Benchmark General Partner Bill Gurley said out loud what some in Silicon Valley have been whispering about privately.
“All these private valuations are fake,” said Gurley, in remarks Tuesday at the Wall Street Journal WSJDLive conference at The Montage in Laguna Beach, Calif.
That the outspoken venture capital investor sees private company valuations as out of whack is no surprise — a recent New Yorker profile of Andreessen Horowitz co-founder Marc Andreessen referred to Gurley as the investing rival’s curmudgeonly Newman from TV’s “Seinfeld.”

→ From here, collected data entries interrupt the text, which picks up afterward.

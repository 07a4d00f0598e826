// src/extractors/repository.rs
//! Repository snapshots: clone into a workspace, collect file contents,
//! persist one record, remove the workspace.

use async_trait::async_trait;
use std::collections::BTreeMap;
use std::path::{Component, Path};
use walkdir::WalkDir;

use super::{Collaborators, Extractor};
use crate::config::DEFAULT_IGNORE;
use crate::gate::IdempotenceGate;
use crate::models::{ContentPayload, ExtractOutcome, ExtractionContext, ExtractionResult};
use crate::utils::error::{CloneError, ExtractError};
use crate::utils::text::{decode_lossy, strip_spaces};

const KIND: &str = "github";
const PLATFORM: &str = "repository-snapshot";

/// Paths left out of a snapshot.
///
/// A directory is pruned when its path relative to the clone root starts with
/// an entry; a file is skipped when its name ends with an entry.
#[derive(Debug, Clone, PartialEq, Eq)]
pub struct IgnoreSet {
    entries: Vec<String>,
}

impl IgnoreSet {
    pub fn new(entries: impl IntoIterator<Item = String>) -> Self {
        Self {
            entries: entries.into_iter().filter(|e| !e.is_empty()).collect(),
        }
    }

    pub fn skips_dir(&self, relative_dir: &str) -> bool {
        self.entries.iter().any(|e| relative_dir.starts_with(e.as_str()))
    }

    pub fn skips_file(&self, file_name: &str) -> bool {
        self.entries.iter().any(|e| file_name.ends_with(e.as_str()))
    }

    pub fn entries(&self) -> &[String] {
        &self.entries
    }
}

impl Default for IgnoreSet {
    fn default() -> Self {
        Self::new(DEFAULT_IGNORE.iter().map(|s| s.to_string()))
    }
}

pub struct RepositoryExtractor {
    tools: Collaborators,
}

impl RepositoryExtractor {
    pub fn new(tools: &Collaborators) -> Self {
        Self {
            tools: tools.clone(),
        }
    }

    /// Clone, walk and persist. Runs inside a workspace owned by the caller.
    async fn snapshot(
        &self,
        link: &str,
        ctx: &ExtractionContext,
        workspace: &Path,
    ) -> Result<ExtractOutcome, ExtractError> {
        let name = repository_name(link);
        let checkout = workspace.join(&name);

        let timeout = self.tools.clone_timeout;
        tokio::time::timeout(timeout, self.tools.cloner.clone_repo(link, &checkout))
            .await
            .map_err(|_| CloneError::Timeout(link.to_string(), timeout))??;

        let ignore = self.tools.ignore.clone();
        let root = checkout.clone();
        let files = tokio::task::spawn_blocking(move || collect_files(&root, &ignore))
            .await
            .map_err(|e| ExtractError::Walk(format!("file walk task failed: {}", e)))??;
        tracing::debug!(link = %link, files = files.len(), "Collected repository files");

        let record = ExtractionResult::new(
            link,
            Some(name),
            ContentPayload::Mapping(files),
            PLATFORM,
            ctx,
        );
        self.tools.store.save(&record).await?;

        Ok(ExtractOutcome::Persisted {
            platform: PLATFORM.to_string(),
        })
    }
}

#[async_trait]
impl Extractor for RepositoryExtractor {
    fn kind(&self) -> &'static str {
        KIND
    }

    async fn extract(&self, link: &str, ctx: &ExtractionContext) -> Result<ExtractOutcome, ExtractError> {
        let gate = IdempotenceGate::new(self.tools.store.as_ref());
        if gate.already_processed(link, PLATFORM).await? {
            return Ok(ExtractOutcome::AlreadyProcessed);
        }

        tracing::info!(link = %link, "Starting scraping repository");

        // Dropped (and removed) here on any early exit or cancellation.
        let workspace = self.tools.workspaces.acquire()?;
        let result = self.snapshot(link, ctx, workspace.path()).await;

        // A cleanup failure is reported but never replaces the extraction result.
        if let Err(cleanup) = workspace.release() {
            match &result {
                Ok(_) => tracing::warn!(link = %link, error = %cleanup, "Workspace cleanup failed after success"),
                Err(e) => tracing::warn!(link = %link, error = %cleanup, original = %e, "Workspace cleanup failed after error"),
            }
        }

        if result.is_ok() {
            tracing::info!(link = %link, "Finished scraping repository");
        }
        result
    }
}

/// Last path segment of the link, without a `.git` suffix.
pub fn repository_name(link: &str) -> String {
    let last_segment = match url::Url::parse(link) {
        Ok(url) => url
            .path_segments()
            .and_then(|segments| segments.filter(|s| !s.is_empty()).last().map(str::to_string)),
        Err(_) => link
            .trim_end_matches('/')
            .rsplit(|c: char| c == '/' || c == ':')
            .next()
            .map(str::to_string),
    };

    let name = last_segment.unwrap_or_default();
    let name = name.trim_end_matches(".git");
    // Only used as a directory name inside the workspace.
    let safe: String = name
        .chars()
        .map(|c| if c.is_alphanumeric() || c == '-' || c == '_' || c == '.' { c } else { '_' })
        .collect();
    if safe.is_empty() || safe.chars().all(|c| c == '.') {
        "repository".to_string()
    } else {
        safe
    }
}

/// Reads every non-ignored file under `root`, keyed by `/`-separated relative path,
/// with spaces removed. Undecodable bytes are dropped.
pub fn collect_files(root: &Path, ignore: &IgnoreSet) -> Result<BTreeMap<String, String>, ExtractError> {
    if !root.is_dir() {
        return Err(ExtractError::Walk(format!(
            "checkout {} is not a directory",
            root.display()
        )));
    }

    let walker = WalkDir::new(root)
        .min_depth(1)
        .sort_by_file_name()
        .into_iter()
        .filter_entry(|entry| {
            !(entry.file_type().is_dir() && ignore.skips_dir(&relative_path(root, entry.path())))
        });

    let mut files = BTreeMap::new();
    for entry in walker {
        let entry = entry.map_err(|e| ExtractError::Walk(e.to_string()))?;
        if !entry.file_type().is_file() {
            continue;
        }
        if ignore.skips_file(&entry.file_name().to_string_lossy()) {
            continue;
        }

        let relative = relative_path(root, entry.path());
        let bytes = std::fs::read(entry.path())
            .map_err(|e| ExtractError::Walk(format!("{}: {}", relative, e)))?;
        files.insert(relative, strip_spaces(&decode_lossy(&bytes)));
    }

    Ok(files)
}

fn relative_path(root: &Path, path: &Path) -> String {
    path.strip_prefix(root)
        .unwrap_or(path)
        .components()
        .filter_map(|c| match c {
            Component::Normal(part) => Some(part.to_string_lossy().into_owned()),
            _ => None,
        })
        .collect::<Vec<_>>()
        .join("/")
}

Gurley reserved most of his passion for the unicorns — those non-public companies with valuations that exceed $1 billion. He said those startups whose executives have no plans to go public should be given a “liquidity discount” of as much as 70 percent to 80 percent of their valuations.
The current inflated valuations of these young companies are making acquisitions and initial public stock offerings difficult.
“Unicorns have priced themselves out of the public market,” said Gurley, adding that the valuations are “all on paper. It’s all a myth.”
He issued a call for startups to return to business fundamentals.
“We need to refocus on building real businesses that are sustainable,” Gurley said. “I personally wish the market would bring them all down so that we could get to a more sane place.”